About this exercise> A single number is required: the count of lines in the entries below that include the word "STANDARD".

Record excerpts>

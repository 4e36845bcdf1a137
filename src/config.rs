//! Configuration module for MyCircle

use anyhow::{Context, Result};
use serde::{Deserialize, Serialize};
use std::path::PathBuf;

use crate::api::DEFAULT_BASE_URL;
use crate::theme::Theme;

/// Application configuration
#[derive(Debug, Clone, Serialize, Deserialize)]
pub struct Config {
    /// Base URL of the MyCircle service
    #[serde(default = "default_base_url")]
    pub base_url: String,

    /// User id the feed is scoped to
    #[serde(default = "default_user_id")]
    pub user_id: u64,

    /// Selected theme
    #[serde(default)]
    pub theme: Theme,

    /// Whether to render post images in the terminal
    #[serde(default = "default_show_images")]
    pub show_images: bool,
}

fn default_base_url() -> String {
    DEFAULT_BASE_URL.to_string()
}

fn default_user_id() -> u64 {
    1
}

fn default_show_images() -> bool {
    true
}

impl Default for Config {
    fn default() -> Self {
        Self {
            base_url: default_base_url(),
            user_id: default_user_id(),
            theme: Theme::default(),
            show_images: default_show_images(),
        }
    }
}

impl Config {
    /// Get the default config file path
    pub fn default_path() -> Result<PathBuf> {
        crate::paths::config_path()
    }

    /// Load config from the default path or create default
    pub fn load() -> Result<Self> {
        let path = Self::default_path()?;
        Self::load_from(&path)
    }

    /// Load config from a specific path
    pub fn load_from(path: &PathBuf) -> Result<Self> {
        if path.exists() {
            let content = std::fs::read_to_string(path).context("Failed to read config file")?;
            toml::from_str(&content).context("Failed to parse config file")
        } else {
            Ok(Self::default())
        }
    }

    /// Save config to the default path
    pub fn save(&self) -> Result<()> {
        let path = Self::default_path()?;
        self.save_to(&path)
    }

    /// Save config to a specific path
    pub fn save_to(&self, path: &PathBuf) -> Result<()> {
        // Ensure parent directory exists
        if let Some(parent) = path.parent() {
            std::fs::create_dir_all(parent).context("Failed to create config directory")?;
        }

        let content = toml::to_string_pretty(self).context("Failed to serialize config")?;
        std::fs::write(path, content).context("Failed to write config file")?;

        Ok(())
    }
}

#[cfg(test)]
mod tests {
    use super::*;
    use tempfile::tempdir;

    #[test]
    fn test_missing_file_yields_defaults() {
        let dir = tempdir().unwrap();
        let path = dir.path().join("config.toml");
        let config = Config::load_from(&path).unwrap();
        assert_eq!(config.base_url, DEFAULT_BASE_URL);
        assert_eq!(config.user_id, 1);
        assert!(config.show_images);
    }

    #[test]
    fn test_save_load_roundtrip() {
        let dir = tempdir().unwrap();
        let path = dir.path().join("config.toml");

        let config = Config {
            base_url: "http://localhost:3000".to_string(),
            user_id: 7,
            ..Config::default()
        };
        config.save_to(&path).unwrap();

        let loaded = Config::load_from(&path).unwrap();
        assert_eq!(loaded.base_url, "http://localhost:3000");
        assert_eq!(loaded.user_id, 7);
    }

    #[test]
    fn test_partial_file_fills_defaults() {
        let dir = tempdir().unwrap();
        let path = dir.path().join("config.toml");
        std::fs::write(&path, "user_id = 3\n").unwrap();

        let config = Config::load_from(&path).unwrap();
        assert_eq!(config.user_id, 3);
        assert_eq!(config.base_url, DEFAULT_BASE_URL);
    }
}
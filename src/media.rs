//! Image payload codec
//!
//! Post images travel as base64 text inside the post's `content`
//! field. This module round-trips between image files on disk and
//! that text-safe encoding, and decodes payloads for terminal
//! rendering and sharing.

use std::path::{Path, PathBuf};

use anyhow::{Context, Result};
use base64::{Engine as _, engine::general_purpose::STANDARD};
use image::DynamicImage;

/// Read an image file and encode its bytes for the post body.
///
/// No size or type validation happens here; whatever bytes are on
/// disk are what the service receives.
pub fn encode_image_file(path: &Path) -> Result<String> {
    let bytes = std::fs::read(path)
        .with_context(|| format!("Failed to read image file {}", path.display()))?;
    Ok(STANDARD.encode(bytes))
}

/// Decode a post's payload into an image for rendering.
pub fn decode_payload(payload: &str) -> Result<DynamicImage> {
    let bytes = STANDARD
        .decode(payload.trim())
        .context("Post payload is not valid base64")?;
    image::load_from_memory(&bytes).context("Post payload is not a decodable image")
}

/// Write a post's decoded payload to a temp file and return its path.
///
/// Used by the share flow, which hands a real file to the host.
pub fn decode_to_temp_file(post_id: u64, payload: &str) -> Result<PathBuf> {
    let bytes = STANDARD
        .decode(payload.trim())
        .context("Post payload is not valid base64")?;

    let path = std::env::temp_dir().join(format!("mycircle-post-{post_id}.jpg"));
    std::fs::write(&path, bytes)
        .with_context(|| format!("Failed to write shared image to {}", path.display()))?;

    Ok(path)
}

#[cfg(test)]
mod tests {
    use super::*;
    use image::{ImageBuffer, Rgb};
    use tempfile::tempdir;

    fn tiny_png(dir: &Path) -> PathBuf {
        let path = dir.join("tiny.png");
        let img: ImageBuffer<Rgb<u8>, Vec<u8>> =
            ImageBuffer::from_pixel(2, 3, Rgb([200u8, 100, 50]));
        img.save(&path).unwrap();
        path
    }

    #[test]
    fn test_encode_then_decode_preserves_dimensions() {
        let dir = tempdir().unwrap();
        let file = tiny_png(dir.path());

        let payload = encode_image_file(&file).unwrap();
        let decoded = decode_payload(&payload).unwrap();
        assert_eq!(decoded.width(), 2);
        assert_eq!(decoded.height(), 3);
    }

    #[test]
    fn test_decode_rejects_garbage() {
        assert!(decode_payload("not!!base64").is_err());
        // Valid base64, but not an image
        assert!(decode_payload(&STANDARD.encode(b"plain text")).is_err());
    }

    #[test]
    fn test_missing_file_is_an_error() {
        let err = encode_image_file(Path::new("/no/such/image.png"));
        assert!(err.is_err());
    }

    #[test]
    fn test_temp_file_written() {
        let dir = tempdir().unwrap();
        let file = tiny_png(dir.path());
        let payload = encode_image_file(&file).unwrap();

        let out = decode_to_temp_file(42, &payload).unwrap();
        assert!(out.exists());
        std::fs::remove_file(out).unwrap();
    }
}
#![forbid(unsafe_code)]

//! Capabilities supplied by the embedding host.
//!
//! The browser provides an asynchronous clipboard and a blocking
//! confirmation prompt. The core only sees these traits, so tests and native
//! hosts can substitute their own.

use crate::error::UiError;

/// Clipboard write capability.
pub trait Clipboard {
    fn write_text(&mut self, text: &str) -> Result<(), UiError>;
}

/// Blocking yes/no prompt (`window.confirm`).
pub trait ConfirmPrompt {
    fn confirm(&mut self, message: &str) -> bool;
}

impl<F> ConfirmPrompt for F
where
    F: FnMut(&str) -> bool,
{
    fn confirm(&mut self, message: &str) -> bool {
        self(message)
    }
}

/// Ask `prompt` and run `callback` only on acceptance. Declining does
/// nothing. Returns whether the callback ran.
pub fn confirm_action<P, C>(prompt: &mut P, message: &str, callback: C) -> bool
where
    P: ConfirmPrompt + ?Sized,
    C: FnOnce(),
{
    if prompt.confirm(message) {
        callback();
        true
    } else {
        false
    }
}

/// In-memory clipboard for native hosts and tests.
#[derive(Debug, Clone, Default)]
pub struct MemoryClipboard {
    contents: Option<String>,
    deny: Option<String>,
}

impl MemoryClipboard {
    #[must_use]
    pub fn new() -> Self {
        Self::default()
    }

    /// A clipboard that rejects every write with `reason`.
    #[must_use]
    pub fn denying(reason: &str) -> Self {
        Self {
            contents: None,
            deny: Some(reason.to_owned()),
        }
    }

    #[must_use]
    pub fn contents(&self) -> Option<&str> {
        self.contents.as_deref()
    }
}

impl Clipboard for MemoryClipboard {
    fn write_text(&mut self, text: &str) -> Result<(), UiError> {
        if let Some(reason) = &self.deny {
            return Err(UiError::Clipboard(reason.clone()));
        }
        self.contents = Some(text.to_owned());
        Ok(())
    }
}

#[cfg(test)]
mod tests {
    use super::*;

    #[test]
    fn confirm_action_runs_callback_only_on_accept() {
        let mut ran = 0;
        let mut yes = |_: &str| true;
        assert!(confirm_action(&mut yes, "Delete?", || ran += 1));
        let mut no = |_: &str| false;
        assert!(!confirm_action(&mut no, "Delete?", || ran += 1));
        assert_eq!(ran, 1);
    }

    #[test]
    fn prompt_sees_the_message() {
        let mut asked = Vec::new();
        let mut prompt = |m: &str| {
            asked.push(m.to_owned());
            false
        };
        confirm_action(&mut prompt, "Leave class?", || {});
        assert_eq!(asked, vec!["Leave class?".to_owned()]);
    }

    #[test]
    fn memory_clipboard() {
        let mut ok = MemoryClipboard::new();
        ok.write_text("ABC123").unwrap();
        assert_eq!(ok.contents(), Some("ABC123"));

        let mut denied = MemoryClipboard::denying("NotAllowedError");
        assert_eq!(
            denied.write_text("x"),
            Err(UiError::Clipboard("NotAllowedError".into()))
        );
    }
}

Solution to this task> 5